( Click for context. )I’d say it really depends on your environment. Most normal people, in my experience, will actively avoid being humiliated and attacked by a stranger if they can. Especially when it’s as easy as not arguing with them, or not continuing to argue with them after the conversation gets hostile and unpleasant. So, with those people, “kill yourself” does exactly what you want it to. However, your actions are putting you at odds with people who are uncommonly invested in shutting you up; people who don’t just make shocked sounds and run away because you insult them. And in relation to them, you … might inadvertently be playing dominance games. Because you’re dealing with people who do resort to being nasty, and don’t mind being identified by onlookers as such, and in that context, overt attacks are a language. So what would mean “go away” to someone who doesn’t feel like they can fight, or has any desire to, means “c’mon, show me what you’ve got” to anyone who came in with the intent of challenging you.
I also have a few things to add to idlnmclean’s next post.
People are responding to dominants. When you threaten people, tell people to kill themselves, and disrespect their feelings, they are perceiving you on average as a dominant. --Idlnmclean
This. And while some people will respond to that with the idea that they need to GTF away from you and run crying to their friends group with a tale of woe and unprovoked attack, or make an angry social display and posture back because they’re feeling *threatened*, others will have sort of an … “oh, hey, must befriend” reaction.
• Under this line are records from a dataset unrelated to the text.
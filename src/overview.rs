use std::collections::{BTreeMap, HashMap};

use chrono::{Datelike, NaiveDate};
use serde::Serialize;

use crate::match_store::{MatchRecord, MatchStore, TeamResult};

/// How many teams the top-winners chart shows.
pub const TOP_WINNERS: usize = 5;

#[derive(Debug, Clone, PartialEq, Eq, Serialize)]
pub struct TeamWins {
    pub team: String,
    pub wins: usize,
}

/// Wins per team across the whole log, draws excluded. Sorted by wins
/// descending, then name, so equal counts render in a stable order.
pub fn win_counts(store: &MatchStore) -> Vec<TeamWins> {
    let mut counts: HashMap<&str, usize> = HashMap::new();
    for m in store.records() {
        if !m.is_draw() {
            *counts.entry(m.winner()).or_insert(0) += 1;
        }
    }
    let mut out: Vec<TeamWins> = counts
        .into_iter()
        .map(|(team, wins)| TeamWins {
            team: team.to_string(),
            wins,
        })
        .collect();
    out.sort_by(|a, b| b.wins.cmp(&a.wins).then_with(|| a.team.cmp(&b.team)));
    out
}

pub fn top_winners(store: &MatchStore, n: usize) -> Vec<TeamWins> {
    let mut out = win_counts(store);
    out.truncate(n);
    out
}

/// Every record whose total score equals the maximum. Ties all come back;
/// an empty store yields an empty list.
pub fn highest_scoring_matches(store: &MatchStore) -> Vec<&MatchRecord> {
    let Some(max) = store.records().iter().map(MatchRecord::total_score).max() else {
        return Vec::new();
    };
    store
        .records()
        .iter()
        .filter(|m| m.total_score() == max)
        .collect()
}

/// Share of matches won by the home side, in percent. Undefined for an
/// empty store.
pub fn home_win_rate(store: &MatchStore) -> Option<f64> {
    if store.is_empty() {
        return None;
    }
    let wins = store.records().iter().filter(|m| m.is_home_win()).count();
    Some(wins as f64 / store.len() as f64 * 100.0)
}

#[derive(Debug, Clone, Copy, PartialEq, Eq, Serialize)]
pub struct YearlyResults {
    pub year: i32,
    pub wins: usize,
    pub draws: usize,
    pub losses: usize,
}

impl YearlyResults {
    pub fn played(&self) -> usize {
        self.wins + self.draws + self.losses
    }
}

/// Win/draw/loss counts for `team` per calendar year, years ascending.
pub fn team_results_by_year(store: &MatchStore, team: &str) -> Vec<YearlyResults> {
    let mut by_year: BTreeMap<i32, YearlyResults> = BTreeMap::new();
    for m in store.records() {
        let Some(result) = m.result_for(team) else {
            continue;
        };
        let year = m.date.year();
        let entry = by_year.entry(year).or_insert(YearlyResults {
            year,
            wins: 0,
            draws: 0,
            losses: 0,
        });
        match result {
            TeamResult::Win => entry.wins += 1,
            TeamResult::Draw => entry.draws += 1,
            TeamResult::Loss => entry.losses += 1,
        }
    }
    by_year.into_values().collect()
}

/// Season key for a match date. Seasons run August through July, so July
/// still belongs to the season that started the previous year.
pub fn season_label(date: NaiveDate) -> String {
    let year = date.year();
    if date.month() >= 8 {
        format!("{}/{}", year, year + 1)
    } else {
        format!("{}/{}", year - 1, year)
    }
}

#[derive(Debug, Clone, PartialEq, Serialize)]
pub struct SeasonAverages {
    pub season: String,
    pub avg_home_score: f64,
    pub avg_away_score: f64,
    pub matches: usize,
}

/// Mean home and away score per season, seasons ascending. The labels sort
/// lexically in season order because the years are four digits.
pub fn seasonal_average_scores(store: &MatchStore) -> Vec<SeasonAverages> {
    let mut by_season: BTreeMap<String, (u64, u64, usize)> = BTreeMap::new();
    for m in store.records() {
        let entry = by_season.entry(season_label(m.date)).or_insert((0, 0, 0));
        entry.0 += u64::from(m.home_score);
        entry.1 += u64::from(m.away_score);
        entry.2 += 1;
    }
    by_season
        .into_iter()
        .map(|(season, (home, away, matches))| SeasonAverages {
            season,
            avg_home_score: home as f64 / matches as f64,
            avg_away_score: away as f64 / matches as f64,
            matches,
        })
        .collect()
}

#[derive(Debug, Clone, Copy, PartialEq, Serialize)]
pub struct FiveNumber {
    pub min: f64,
    pub q1: f64,
    pub median: f64,
    pub q3: f64,
    pub max: f64,
}

#[derive(Debug, Clone, Copy, PartialEq, Serialize)]
pub struct ScoreSpread {
    pub home: FiveNumber,
    pub away: FiveNumber,
}

/// Five-number summaries of home and away scores (the box plot's data).
pub fn score_spread(store: &MatchStore) -> Option<ScoreSpread> {
    let home = five_number(store.records().iter().map(|m| m.home_score).collect())?;
    let away = five_number(store.records().iter().map(|m| m.away_score).collect())?;
    Some(ScoreSpread { home, away })
}

fn five_number(mut values: Vec<u32>) -> Option<FiveNumber> {
    if values.is_empty() {
        return None;
    }
    values.sort_unstable();
    Some(FiveNumber {
        min: f64::from(values[0]),
        q1: quantile(&values, 0.25),
        median: quantile(&values, 0.50),
        q3: quantile(&values, 0.75),
        max: f64::from(values[values.len() - 1]),
    })
}

// Linear interpolation between the order statistics, matching the usual
// plotting convention.
fn quantile(sorted: &[u32], q: f64) -> f64 {
    if sorted.len() == 1 {
        return f64::from(sorted[0]);
    }
    let pos = q * (sorted.len() - 1) as f64;
    let lo = pos.floor() as usize;
    let hi = pos.ceil() as usize;
    let frac = pos - lo as f64;
    f64::from(sorted[lo]) * (1.0 - frac) + f64::from(sorted[hi]) * frac
}

/// Everything the overview screen and the report binary show, bundled so it
/// can be computed once per store.
#[derive(Debug, Clone, Serialize)]
pub struct Overview {
    pub matches: usize,
    pub teams: usize,
    pub top_winners: Vec<TeamWins>,
    pub home_win_rate: Option<f64>,
    pub highest_scoring: Vec<MatchRecord>,
    pub seasonal: Vec<SeasonAverages>,
    pub spread: Option<ScoreSpread>,
}

pub fn compute_overview(store: &MatchStore) -> Overview {
    Overview {
        matches: store.len(),
        teams: store.team_names().len(),
        top_winners: top_winners(store, TOP_WINNERS),
        home_win_rate: home_win_rate(store),
        highest_scoring: highest_scoring_matches(store)
            .into_iter()
            .cloned()
            .collect(),
        seasonal: seasonal_average_scores(store),
        spread: score_spread(store),
    }
}

#[cfg(test)]
mod tests {
    use super::*;

    #[test]
    fn quantile_interpolates_between_ranks() {
        let values = [0u32, 1, 2, 3, 4];
        assert_eq!(quantile(&values, 0.0), 0.0);
        assert_eq!(quantile(&values, 0.5), 2.0);
        assert_eq!(quantile(&values, 1.0), 4.0);
        // Position 0.25 * 3 = 0.75 between 1 and 2.
        assert_eq!(quantile(&[1, 1, 2, 5], 0.25), 1.0);
        assert_eq!(quantile(&[0, 2], 0.25), 0.5);
    }

    #[test]
    fn five_number_of_single_value_is_flat() {
        let summary = five_number(vec![3]).unwrap();
        assert_eq!(summary.min, 3.0);
        assert_eq!(summary.q1, 3.0);
        assert_eq!(summary.median, 3.0);
        assert_eq!(summary.q3, 3.0);
        assert_eq!(summary.max, 3.0);
        assert!(five_number(Vec::new()).is_none());
    }

    #[test]
    fn season_rolls_over_in_august() {
        let july = NaiveDate::from_ymd_opt(2014, 7, 31).unwrap();
        let august = NaiveDate::from_ymd_opt(2014, 8, 1).unwrap();
        assert_eq!(season_label(july), "2013/2014");
        assert_eq!(season_label(august), "2014/2015");
    }
}
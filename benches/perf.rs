use std::fmt::Write as _;
use std::hint::black_box;

use criterion::{Criterion, criterion_group, criterion_main};

use chrono::NaiveDate;
use formcast_terminal::dataset::read_store;
use formcast_terminal::form::{compute_form, predict};
use formcast_terminal::match_store::{MatchRecord, MatchStore};
use formcast_terminal::overview::compute_overview;

const TEAMS: usize = 32;

/// Deterministic synthetic log: every team accumulates distinct home and
/// away form, scores cycle through small values.
fn sample_records(matches: usize) -> Vec<MatchRecord> {
    let start = NaiveDate::from_ymd_opt(2000, 1, 1).expect("valid date");
    (0..matches)
        .map(|i| {
            let home = i % TEAMS;
            let mut away = (i * 7 + 3) % TEAMS;
            if away == home {
                away = (away + 1) % TEAMS;
            }
            MatchRecord {
                date: start + chrono::Duration::days((i / 4) as i64),
                home_team: format!("Team {home:02}"),
                away_team: format!("Team {away:02}"),
                home_score: ((i * 3) % 5) as u32,
                away_score: ((i * 5 + 2) % 4) as u32,
            }
        })
        .collect()
}

fn sample_csv(matches: usize) -> String {
    let mut out = String::from("date,home_team,away_team,home_score,away_score\n");
    for m in sample_records(matches) {
        let _ = writeln!(
            out,
            "{},{},{},{},{}",
            m.date, m.home_team, m.away_team, m.home_score, m.away_score
        );
    }
    out
}

fn bench_csv_parse(c: &mut Criterion) {
    let csv = sample_csv(10_000);
    c.bench_function("csv_parse_10k", |b| {
        b.iter(|| {
            let store = read_store(black_box(csv.as_bytes())).unwrap();
            black_box(store.len());
        })
    });
}

fn bench_compute_form(c: &mut Criterion) {
    let store = MatchStore::from_records(sample_records(10_000));
    c.bench_function("compute_form_10k", |b| {
        b.iter(|| {
            let stats = compute_form(black_box(&store), black_box("Team 05"));
            black_box(stats.avg_scored_home);
        })
    });
}

fn bench_predict(c: &mut Criterion) {
    let store = MatchStore::from_records(sample_records(10_000));
    c.bench_function("predict_10k", |b| {
        b.iter(|| {
            let p = predict(black_box(&store), black_box("Team 05"), black_box("Team 19"))
                .unwrap();
            black_box(&p.outcome);
        })
    });
}

fn bench_overview(c: &mut Criterion) {
    let store = MatchStore::from_records(sample_records(10_000));
    // Warm the team-name cache so the bench measures aggregation alone.
    black_box(store.team_names().len());
    c.bench_function("overview_10k", |b| {
        b.iter(|| {
            let overview = compute_overview(black_box(&store));
            black_box(overview.top_winners.len());
        })
    });
}

criterion_group!(
    perf,
    bench_csv_parse,
    bench_compute_form,
    bench_predict,
    bench_overview
);
criterion_main!(perf);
I don’t understand it very well. In school, some people gravitated towards me because I could protect them as easily as I protected myself. I think. But, apart from that, the years when I gave the least fucks and was the most harsh, I was surprisingly popular. Behavior that’s socially interpreted as dominance, (whether it is or not) can be sort of idolized.
doublespeak becomes a necessary part of this system. A system of subtle, non-verbal or encrypted verbal signals that allow the effective exchange of information among privileged classes of people with the appropriate decryption knowledge. Sound like anything you’ve dealt with before? Hipsters, frat bros, and BDSMers all come to mind. In the BDSM community there are people with kinks which they can not straightforwardly talk about for very real fear and threat of ostracism and alienation. People who fetishize rape, murder, mutilation, pedophilia, assisted suicide, cannabalism, gore, vore, and more. How do these people find each other? How do they interact? How do they communicate? Via covert networks and coded languages.--Idlnmclean
Not sure I agree with all of this. In my experience, the people who are actually worried about being jailed gravitate towards deeper cover. I think you’re [Maymay’s] 100% right about BDSM being a less risky, edgy thing masquerading as Mortal Danger. Maybe I’m naive, but pedophilia, murder, and mutilation aren’t things I ever tripped over by reading BDSM sites and the sites referenced on them.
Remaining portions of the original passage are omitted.